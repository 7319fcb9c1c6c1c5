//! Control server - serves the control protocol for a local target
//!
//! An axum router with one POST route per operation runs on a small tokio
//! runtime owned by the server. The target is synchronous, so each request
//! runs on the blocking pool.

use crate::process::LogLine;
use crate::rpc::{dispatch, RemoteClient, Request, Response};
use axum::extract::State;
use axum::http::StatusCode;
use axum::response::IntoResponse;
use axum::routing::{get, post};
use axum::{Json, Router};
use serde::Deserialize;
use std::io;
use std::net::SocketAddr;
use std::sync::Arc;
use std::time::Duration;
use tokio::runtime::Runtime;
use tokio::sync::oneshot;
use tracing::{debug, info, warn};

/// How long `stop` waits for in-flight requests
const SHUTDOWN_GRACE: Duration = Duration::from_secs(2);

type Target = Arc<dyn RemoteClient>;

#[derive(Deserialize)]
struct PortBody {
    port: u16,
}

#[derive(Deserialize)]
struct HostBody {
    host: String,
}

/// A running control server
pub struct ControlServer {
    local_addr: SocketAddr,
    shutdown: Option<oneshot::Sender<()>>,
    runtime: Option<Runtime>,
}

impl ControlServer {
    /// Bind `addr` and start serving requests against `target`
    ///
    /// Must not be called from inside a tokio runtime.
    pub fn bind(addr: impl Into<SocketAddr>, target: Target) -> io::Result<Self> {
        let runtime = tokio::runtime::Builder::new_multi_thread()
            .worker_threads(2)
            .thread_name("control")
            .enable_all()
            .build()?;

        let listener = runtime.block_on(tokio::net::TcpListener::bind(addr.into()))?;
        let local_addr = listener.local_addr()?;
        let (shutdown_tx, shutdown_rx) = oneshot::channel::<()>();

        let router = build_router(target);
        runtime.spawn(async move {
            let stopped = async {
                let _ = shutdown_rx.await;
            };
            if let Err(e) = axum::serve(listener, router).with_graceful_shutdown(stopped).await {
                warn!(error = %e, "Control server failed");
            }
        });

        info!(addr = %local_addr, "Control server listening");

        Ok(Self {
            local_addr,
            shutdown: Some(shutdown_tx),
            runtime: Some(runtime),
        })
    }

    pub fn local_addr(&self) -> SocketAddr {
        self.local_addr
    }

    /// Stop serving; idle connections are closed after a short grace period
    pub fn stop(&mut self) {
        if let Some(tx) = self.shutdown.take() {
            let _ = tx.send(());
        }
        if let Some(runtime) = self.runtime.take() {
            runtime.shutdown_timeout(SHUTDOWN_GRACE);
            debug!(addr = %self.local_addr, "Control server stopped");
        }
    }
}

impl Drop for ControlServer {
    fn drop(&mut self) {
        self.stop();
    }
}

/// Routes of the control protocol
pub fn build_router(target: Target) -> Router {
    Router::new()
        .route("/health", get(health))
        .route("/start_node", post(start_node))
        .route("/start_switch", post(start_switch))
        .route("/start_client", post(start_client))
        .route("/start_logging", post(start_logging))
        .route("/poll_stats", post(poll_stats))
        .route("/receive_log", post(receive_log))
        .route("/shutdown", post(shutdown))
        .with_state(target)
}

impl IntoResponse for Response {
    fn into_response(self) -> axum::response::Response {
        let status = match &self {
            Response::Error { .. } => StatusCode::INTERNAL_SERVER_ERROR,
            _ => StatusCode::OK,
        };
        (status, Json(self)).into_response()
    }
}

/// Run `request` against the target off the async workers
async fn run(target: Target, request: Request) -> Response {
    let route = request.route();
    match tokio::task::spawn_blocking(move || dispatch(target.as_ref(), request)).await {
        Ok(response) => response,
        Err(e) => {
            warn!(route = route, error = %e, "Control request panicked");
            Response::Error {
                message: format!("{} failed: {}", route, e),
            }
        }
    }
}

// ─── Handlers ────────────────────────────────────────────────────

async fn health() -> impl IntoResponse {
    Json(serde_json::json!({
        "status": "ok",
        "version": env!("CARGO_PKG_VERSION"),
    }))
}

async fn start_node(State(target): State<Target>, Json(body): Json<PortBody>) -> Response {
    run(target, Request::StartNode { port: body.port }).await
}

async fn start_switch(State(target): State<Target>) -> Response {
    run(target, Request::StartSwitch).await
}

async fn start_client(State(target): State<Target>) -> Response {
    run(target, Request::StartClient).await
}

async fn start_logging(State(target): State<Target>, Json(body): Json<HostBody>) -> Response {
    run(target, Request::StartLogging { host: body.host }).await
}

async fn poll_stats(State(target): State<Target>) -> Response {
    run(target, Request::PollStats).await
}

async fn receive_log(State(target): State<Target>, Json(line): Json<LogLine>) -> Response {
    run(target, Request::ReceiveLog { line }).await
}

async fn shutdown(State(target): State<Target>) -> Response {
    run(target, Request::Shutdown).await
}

★ ★ ★ ★ ★ ★ ★

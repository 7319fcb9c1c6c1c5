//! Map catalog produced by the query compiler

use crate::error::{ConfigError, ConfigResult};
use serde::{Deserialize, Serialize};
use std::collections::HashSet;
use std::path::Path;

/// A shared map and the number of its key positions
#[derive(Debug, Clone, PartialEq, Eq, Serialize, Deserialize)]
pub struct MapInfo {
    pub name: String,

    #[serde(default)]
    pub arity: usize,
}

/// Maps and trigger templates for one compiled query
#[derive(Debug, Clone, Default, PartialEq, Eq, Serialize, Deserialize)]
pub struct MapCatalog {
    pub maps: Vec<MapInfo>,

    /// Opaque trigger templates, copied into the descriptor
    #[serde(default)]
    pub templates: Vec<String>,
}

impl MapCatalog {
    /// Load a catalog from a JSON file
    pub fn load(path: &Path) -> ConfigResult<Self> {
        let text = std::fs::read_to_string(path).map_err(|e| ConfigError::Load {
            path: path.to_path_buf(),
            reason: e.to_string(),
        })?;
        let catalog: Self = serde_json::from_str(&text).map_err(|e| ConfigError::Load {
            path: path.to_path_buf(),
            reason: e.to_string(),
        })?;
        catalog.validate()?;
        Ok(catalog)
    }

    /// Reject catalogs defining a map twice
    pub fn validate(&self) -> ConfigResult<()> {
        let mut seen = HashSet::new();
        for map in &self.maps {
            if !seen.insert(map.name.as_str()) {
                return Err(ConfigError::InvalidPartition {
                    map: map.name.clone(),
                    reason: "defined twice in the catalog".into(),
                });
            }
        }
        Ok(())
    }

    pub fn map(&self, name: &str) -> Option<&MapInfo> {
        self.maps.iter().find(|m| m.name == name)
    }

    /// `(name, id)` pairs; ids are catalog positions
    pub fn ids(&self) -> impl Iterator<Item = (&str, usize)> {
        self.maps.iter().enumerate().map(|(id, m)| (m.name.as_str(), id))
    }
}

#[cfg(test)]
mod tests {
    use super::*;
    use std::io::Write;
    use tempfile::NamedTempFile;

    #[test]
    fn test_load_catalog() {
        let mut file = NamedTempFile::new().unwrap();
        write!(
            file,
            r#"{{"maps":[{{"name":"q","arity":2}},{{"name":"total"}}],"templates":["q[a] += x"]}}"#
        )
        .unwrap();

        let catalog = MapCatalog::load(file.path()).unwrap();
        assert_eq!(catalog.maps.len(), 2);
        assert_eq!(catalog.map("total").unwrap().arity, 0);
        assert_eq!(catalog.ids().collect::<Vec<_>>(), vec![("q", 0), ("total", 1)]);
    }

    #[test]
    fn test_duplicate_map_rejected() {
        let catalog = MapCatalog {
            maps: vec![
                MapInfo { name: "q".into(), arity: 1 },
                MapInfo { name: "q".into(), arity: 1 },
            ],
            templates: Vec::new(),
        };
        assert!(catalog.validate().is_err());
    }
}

★ ★ ★ ★ ★ ★ ★

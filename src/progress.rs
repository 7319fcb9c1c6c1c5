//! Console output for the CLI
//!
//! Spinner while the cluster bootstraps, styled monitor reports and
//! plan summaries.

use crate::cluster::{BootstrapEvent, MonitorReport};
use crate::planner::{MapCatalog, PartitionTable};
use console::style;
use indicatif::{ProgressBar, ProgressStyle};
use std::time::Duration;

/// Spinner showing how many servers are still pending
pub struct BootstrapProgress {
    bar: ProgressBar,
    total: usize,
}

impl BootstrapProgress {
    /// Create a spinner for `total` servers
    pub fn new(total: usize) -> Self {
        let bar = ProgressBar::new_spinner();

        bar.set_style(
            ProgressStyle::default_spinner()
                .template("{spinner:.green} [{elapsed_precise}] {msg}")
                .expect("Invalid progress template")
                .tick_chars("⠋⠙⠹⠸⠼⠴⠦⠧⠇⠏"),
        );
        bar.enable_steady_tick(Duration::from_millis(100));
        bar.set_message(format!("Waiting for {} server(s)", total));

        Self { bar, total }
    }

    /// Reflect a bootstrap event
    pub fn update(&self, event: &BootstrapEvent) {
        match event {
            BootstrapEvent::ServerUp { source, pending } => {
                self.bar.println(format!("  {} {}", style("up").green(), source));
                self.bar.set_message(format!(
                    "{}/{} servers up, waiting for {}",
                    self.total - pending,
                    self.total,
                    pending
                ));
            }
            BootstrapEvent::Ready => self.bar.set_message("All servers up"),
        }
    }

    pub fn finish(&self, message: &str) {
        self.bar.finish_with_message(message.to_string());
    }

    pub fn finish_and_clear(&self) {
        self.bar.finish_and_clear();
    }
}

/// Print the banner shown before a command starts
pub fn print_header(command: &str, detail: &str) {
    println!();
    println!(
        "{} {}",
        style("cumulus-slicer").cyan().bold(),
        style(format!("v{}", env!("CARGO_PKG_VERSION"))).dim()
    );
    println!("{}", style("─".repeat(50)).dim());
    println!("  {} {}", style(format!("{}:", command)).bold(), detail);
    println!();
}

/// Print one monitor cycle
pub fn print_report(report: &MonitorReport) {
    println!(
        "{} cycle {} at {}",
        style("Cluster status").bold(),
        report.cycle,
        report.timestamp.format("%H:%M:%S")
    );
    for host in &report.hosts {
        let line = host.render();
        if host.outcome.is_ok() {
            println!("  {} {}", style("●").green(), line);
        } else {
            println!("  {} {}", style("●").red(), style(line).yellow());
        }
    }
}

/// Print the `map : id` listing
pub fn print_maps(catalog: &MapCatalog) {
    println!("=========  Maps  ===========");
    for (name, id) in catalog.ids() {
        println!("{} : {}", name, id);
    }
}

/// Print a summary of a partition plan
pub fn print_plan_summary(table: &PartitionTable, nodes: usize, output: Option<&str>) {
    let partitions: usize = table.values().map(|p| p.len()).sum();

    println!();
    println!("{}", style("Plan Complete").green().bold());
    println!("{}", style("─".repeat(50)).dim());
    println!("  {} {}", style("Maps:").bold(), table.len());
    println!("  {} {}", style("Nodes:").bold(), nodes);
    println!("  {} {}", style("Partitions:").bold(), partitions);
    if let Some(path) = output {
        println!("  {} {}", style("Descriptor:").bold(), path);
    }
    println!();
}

★ ★ ★ ★ ★ ★ ★

The problem: A complete answer lists each line of the data that holds the word "MapCatalog".

Solved exercise:
pub struct MapCatalog {
impl MapCatalog {
        let catalog = MapCatalog::load(file.path()).unwrap();
        let catalog = MapCatalog {
use crate::planner::{MapCatalog, PartitionTable};
pub fn print_maps(catalog: &MapCatalog) {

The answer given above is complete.